* **Goal of the exercise**: Each line of the listing below that includes "ClientMessage" should be reported.

* **Data listing**:

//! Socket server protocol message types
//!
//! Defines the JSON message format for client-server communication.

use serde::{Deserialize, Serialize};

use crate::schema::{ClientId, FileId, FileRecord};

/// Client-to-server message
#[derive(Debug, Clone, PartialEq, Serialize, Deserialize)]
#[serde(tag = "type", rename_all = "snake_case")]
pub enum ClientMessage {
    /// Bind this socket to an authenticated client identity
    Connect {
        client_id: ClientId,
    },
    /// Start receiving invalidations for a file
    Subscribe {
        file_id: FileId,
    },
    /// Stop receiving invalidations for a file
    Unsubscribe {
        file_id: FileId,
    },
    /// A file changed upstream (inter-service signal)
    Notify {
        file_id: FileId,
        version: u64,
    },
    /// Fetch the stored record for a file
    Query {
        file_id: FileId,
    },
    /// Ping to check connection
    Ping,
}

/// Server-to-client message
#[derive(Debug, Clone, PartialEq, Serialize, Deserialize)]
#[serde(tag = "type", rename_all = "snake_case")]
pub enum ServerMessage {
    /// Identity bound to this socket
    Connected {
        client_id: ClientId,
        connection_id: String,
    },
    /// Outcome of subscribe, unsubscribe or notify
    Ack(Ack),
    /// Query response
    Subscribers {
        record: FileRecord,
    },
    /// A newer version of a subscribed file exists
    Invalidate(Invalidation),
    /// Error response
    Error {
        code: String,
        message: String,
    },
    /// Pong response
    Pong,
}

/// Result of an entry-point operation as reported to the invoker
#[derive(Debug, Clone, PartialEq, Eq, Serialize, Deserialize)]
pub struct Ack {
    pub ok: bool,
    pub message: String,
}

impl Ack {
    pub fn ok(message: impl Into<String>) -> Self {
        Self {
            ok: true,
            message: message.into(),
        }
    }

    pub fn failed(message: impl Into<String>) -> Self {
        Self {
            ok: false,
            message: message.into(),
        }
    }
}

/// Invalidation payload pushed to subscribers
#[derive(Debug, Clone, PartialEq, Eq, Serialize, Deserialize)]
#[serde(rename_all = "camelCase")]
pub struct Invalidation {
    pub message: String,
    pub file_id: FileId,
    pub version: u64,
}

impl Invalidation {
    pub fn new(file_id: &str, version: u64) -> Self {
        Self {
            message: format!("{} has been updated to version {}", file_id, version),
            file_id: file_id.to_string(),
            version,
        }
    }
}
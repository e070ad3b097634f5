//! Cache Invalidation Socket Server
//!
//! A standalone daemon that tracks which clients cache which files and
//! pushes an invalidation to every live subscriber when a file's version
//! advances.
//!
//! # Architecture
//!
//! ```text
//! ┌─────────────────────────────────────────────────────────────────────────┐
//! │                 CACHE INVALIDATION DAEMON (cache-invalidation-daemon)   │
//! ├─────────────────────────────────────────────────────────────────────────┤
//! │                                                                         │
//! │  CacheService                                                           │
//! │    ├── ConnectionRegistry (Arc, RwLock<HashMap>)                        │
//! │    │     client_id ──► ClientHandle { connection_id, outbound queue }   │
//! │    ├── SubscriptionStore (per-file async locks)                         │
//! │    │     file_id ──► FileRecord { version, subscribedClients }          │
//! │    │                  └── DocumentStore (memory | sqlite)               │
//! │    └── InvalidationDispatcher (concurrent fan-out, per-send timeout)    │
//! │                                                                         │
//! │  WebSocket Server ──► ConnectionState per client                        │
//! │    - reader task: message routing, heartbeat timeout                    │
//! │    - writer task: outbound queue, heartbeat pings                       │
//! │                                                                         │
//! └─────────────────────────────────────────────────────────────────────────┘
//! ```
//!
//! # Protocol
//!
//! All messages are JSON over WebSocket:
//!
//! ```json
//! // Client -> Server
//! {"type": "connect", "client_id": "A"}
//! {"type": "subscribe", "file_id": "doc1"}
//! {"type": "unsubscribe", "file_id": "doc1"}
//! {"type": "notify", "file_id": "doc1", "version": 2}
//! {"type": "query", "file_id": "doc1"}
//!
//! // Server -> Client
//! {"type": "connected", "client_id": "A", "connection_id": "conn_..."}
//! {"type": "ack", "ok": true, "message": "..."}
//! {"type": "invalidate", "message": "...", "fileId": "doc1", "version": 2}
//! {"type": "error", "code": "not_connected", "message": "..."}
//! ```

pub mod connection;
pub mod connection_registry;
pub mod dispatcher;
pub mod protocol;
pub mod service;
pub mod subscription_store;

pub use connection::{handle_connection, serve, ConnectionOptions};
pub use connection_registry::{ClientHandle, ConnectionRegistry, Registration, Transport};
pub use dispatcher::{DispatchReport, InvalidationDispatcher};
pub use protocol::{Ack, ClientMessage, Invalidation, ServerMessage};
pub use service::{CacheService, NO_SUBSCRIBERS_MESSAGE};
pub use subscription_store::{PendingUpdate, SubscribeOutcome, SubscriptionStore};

* * *

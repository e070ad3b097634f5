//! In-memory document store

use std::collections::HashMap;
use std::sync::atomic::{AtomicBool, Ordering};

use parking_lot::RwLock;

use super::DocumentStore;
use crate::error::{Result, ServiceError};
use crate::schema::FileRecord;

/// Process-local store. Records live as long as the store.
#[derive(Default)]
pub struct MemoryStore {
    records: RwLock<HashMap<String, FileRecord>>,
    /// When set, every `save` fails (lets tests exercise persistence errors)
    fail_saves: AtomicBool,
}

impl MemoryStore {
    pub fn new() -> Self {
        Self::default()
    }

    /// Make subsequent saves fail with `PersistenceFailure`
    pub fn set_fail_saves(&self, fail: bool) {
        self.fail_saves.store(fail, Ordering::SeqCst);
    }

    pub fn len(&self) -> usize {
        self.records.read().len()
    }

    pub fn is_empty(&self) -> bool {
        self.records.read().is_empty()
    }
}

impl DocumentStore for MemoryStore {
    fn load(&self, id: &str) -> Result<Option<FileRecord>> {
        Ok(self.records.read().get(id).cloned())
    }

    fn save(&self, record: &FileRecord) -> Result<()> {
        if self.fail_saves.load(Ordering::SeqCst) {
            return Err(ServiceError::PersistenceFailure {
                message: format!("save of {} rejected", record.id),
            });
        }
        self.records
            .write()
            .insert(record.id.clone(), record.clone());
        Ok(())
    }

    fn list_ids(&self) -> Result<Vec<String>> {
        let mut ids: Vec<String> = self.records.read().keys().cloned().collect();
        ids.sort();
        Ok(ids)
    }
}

...

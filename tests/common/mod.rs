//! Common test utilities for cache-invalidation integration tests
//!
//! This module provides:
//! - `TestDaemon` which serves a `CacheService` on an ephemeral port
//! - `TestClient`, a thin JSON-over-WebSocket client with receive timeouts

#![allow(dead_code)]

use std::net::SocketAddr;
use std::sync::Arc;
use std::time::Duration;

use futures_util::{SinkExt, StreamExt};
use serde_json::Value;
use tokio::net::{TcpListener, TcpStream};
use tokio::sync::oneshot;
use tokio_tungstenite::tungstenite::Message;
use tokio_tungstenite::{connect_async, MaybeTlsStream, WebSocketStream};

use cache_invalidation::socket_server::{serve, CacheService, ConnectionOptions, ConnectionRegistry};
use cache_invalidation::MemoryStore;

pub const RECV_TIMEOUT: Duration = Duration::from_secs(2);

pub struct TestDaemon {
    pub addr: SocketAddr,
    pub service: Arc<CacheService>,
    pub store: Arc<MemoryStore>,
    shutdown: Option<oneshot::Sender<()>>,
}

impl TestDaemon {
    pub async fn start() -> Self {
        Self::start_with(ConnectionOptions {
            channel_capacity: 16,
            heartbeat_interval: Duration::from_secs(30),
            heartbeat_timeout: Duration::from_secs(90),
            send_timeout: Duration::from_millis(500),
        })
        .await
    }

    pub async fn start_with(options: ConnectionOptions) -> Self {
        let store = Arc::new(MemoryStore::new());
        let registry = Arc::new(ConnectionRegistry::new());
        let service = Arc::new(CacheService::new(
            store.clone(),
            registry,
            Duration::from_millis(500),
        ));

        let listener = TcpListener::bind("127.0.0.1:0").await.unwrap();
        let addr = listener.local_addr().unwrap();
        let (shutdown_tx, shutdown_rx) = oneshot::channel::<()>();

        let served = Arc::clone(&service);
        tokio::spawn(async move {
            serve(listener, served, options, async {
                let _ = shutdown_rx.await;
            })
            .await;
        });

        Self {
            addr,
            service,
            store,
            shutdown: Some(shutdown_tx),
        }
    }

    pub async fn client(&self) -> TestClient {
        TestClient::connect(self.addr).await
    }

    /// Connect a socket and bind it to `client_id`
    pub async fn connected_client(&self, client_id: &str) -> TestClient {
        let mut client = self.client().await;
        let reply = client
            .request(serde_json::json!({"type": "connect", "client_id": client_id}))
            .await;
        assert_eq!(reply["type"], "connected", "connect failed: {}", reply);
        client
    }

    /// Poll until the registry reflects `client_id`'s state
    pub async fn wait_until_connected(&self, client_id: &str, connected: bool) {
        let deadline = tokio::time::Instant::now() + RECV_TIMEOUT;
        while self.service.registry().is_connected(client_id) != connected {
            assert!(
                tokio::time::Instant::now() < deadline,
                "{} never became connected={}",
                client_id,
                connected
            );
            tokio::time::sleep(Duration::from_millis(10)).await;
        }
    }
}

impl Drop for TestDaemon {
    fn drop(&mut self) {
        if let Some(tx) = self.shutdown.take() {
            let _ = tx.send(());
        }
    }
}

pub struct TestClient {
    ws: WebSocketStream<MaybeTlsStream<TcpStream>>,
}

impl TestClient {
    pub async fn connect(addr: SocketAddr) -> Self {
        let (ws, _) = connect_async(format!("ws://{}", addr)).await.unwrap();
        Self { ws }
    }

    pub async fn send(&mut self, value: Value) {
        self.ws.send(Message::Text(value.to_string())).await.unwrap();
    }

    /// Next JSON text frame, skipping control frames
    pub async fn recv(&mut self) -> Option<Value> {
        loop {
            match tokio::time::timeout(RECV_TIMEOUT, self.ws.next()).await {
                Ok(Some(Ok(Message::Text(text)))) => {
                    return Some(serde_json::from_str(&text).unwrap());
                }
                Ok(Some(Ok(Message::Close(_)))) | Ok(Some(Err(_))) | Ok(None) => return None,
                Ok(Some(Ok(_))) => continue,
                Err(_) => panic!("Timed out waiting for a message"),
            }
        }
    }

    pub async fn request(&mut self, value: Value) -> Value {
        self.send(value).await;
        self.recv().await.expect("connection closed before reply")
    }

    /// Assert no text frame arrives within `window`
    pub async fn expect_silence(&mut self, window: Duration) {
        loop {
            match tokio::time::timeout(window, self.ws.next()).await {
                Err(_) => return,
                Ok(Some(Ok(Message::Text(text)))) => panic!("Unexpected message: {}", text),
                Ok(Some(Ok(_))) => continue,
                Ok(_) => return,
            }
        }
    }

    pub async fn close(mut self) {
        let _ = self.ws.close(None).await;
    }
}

* **Written reply**:
pub enum ClientMessage {
pub use protocol::{Ack, ClientMessage, Invalidation, ServerMessage};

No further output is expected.